» **RECORDS SHOWN**:

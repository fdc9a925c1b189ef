//! Static file artifacts.

use std::path::PathBuf;

use serde::{Deserialize, Serialize};

/// Source of a static file's bytes.
#[derive(Debug, Clone, PartialEq, Eq, Serialize, Deserialize)]
pub enum Payload {
    /// Literal file content.
    Content(String),
    /// A template file on disk, read by the writer.
    Template(PathBuf),
}

/// A file copied to the output as-is.
///
/// Static files never merge; a later file with the same final path
/// replaces the earlier one.
#[derive(Debug, Clone, PartialEq, Eq, Serialize, Deserialize)]
pub struct StaticArtifact {
    pub file_name: String,
    pub payload: Payload,
}

impl StaticArtifact {
    pub fn content(file_name: impl Into<String>, content: impl Into<String>) -> Self {
        Self {
            file_name: file_name.into(),
            payload: Payload::Content(content.into()),
        }
    }

    pub fn template(file_name: impl Into<String>, template: impl Into<PathBuf>) -> Self {
        Self {
            file_name: file_name.into(),
            payload: Payload::Template(template.into()),
        }
    }
}
mod add;
mod bake;
mod check;
mod completions;
mod init;
mod list;

use add::AddCommand;
use bake::BakeCommand;
use check::CheckCommand;
use clap::{Parser, Subcommand};
use completions::CompletionsCommand;
use eyre::Result;
use init::InitCommand;
use list::ListCommand;
use weave_codegen::Diagnostic;

/// Extension trait for exiting on manifest errors with pretty formatting
pub(crate) trait UnwrapOrExit<T> {
    fn unwrap_or_exit(self) -> T;
}

impl<T> UnwrapOrExit<T> for weave_manifest::Result<T> {
    fn unwrap_or_exit(self) -> T {
        match self {
            Ok(v) => v,
            Err(e) => {
                eprintln!("{:?}", miette::Report::new(*e));
                std::process::exit(1);
            }
        }
    }
}

/// Print merge warnings collected during a run.
pub(crate) fn print_diagnostics<'a>(diagnostics: impl IntoIterator<Item = &'a Diagnostic>) {
    for diag in diagnostics {
        eprintln!("{diag}");
    }
}

#[derive(Parser)]
#[command(name = "weave")]
#[command(version)]
#[command(about = "Generate Magento 2 modules from TOML manifests")]
pub(crate) struct Cli {
    /// Increase verbosity (-v, -vv, -vvv)
    #[arg(short, long, action = clap::ArgAction::Count, global = true)]
    pub verbose: u8,

    /// Only report errors
    #[arg(short, long, global = true, conflicts_with = "verbose")]
    pub quiet: bool,

    #[command(subcommand)]
    command: Commands,
}

impl Cli {
    pub fn run(&self) -> Result<()> {
        match &self.command {
            Commands::Init(cmd) => cmd.run(),
            Commands::Bake(cmd) => cmd.run(),
            Commands::Check(cmd) => cmd.run(),
            Commands::Add(cmd) => cmd.run(),
            Commands::List(cmd) => cmd.run(),
            Commands::Completions(cmd) => cmd.run(),
        }
    }
}

#[derive(Subcommand)]
enum Commands {
    /// Create a new weave.toml
    Init(InitCommand),

    /// Generate the module described by weave.toml
    Bake(BakeCommand),

    /// Validate weave.toml and run every snippet without writing files
    Check(CheckCommand),

    /// Append a snippet invocation to weave.toml
    Add(AddCommand),

    /// List available snippets and their parameters
    List(ListCommand),

    /// Generate shell completions
    Completions(CompletionsCommand),
}
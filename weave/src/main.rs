mod commands;
mod logging;

use clap::Parser;
use eyre::Result;

use crate::commands::Cli;

fn main() -> Result<()> {
    color_eyre::install()?;

    let cli = Cli::parse();
    logging::init(cli.verbose, cli.quiet)?;
    cli.run()
}
//! Output management: turning a module's artifacts into files on disk.

mod registry;

pub use registry::{FileCategory, FileEntry, FileRegistry, PreviewEntry, WriteStats};
//! Manifest parsing from files and strings.

use std::{path::Path, str::FromStr};

use super::{Manifest, validate::ParseContext};
use crate::{Error, Result, error::SourceContext};

impl FromStr for Manifest {
    type Err = Box<Error>;

    fn from_str(s: &str) -> Result<Self> {
        parse_manifest(s, "weave.toml")
    }
}

impl Manifest {
    /// Parse a weave.toml file from the given path.
    pub fn from_file(path: impl AsRef<Path>) -> Result<Self> {
        let path = path.as_ref();
        let content = std::fs::read_to_string(path).map_err(|e| {
            Box::new(Error::Io {
                path: path.to_path_buf(),
                source: e,
            })
        })?;
        parse_manifest(&content, &path.display().to_string())
    }

    /// Parse a weave.toml from a string with a custom filename for error reporting.
    pub fn from_str_with_filename(content: &str, filename: &str) -> Result<Self> {
        parse_manifest(content, filename)
    }
}

/// Parse a manifest from content with the given filename for error reporting.
pub fn parse_manifest(content: &str, filename: &str) -> Result<Manifest> {
    let source_ctx = SourceContext::new(content, filename);
    let manifest: Manifest = toml::from_str(content).map_err(|e| source_ctx.parse_error(e))?;
    validate_manifest(&manifest, content, filename)?;
    Ok(manifest)
}

/// Validate the manifest after parsing.
fn validate_manifest(manifest: &Manifest, src: &str, filename: &str) -> Result<()> {
    let ctx = ParseContext::new(src, filename);

    ctx.validate_module_name(&manifest.module.vendor, "vendor")?;
    ctx.validate_module_name(&manifest.module.name, "module")?;

    for invocation in &manifest.snippets {
        ctx.validate_snippet_name(&invocation.snippet)?;
        for key in invocation.params.keys() {
            ctx.validate_param_name(key)?;
        }
    }
    Ok(())
}
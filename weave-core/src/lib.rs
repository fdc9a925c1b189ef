//! Core utilities and types for the weave module generator.
//!
//! This crate provides the low-level pieces shared by every other weave
//! crate: writing output files and transforming parameter names.

mod file;
mod utils;

// File operations
pub use file::{File, FileRules, Overwrite, WriteResult};
// String utilities
pub use utils::{to_kebab_case, to_pascal_case, to_snake_case};
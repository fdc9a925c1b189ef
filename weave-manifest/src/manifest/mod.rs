//! Manifest types and parsing for weave.toml files.

mod edit;
mod file;
mod parse;
mod validate;

use indexmap::IndexMap;
use serde::Deserialize;

pub use edit::{append_section, module_section, snippet_section};
pub use file::WeaveToml;
pub use validate::ParseContext;

/// Root manifest for weave.toml
#[derive(Debug, Clone, Deserialize)]
#[serde(deny_unknown_fields)]
pub struct Manifest {
    /// Module metadata
    pub module: ModuleConfig,

    /// Snippet invocations, run in order
    #[serde(default)]
    pub snippets: Vec<SnippetInvocation>,
}

/// The `[module]` table.
#[derive(Debug, Clone, Deserialize)]
#[serde(deny_unknown_fields)]
pub struct ModuleConfig {
    /// Vendor part of the module name (e.g. `Experius`)
    pub vendor: String,

    /// Module part of the module name (e.g. `Test`)
    pub name: String,

    #[serde(default = "default_version")]
    pub version: String,

    pub description: Option<String>,
}

fn default_version() -> String {
    "1.0.0".to_string()
}

/// One `[[snippets]]` entry.
#[derive(Debug, Clone, Deserialize)]
#[serde(deny_unknown_fields)]
pub struct SnippetInvocation {
    /// Snippet name
    #[serde(rename = "use")]
    pub snippet: String,

    #[serde(default)]
    pub params: IndexMap<String, ParamInput>,
}

impl SnippetInvocation {
    /// Parameters as ordered value lists.
    pub fn raw_params(&self) -> IndexMap<String, Vec<String>> {
        self.params
            .iter()
            .map(|(k, v)| (k.clone(), v.values()))
            .collect()
    }
}

/// A parameter value: a single string or a list of strings.
#[derive(Debug, Clone, PartialEq, Eq, Deserialize)]
#[serde(untagged)]
pub enum ParamInput {
    One(String),
    Many(Vec<String>),
}

impl ParamInput {
    pub fn values(&self) -> Vec<String> {
        match self {
            ParamInput::One(v) => vec![v.clone()],
            ParamInput::Many(vs) => vs.clone(),
        }
    }
}

impl Manifest {
    /// `Vendor_Name`
    pub fn module_name(&self) -> String {
        format!("{}_{}", self.module.vendor, self.module.name)
    }
}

» **TASK GOAL**:
Among the records, find the lines that contain "CheckCommand" and copy each of them.

» **RESPONSE FOR THIS EXERCISE**:
use check::CheckCommand;
    Check(CheckCommand),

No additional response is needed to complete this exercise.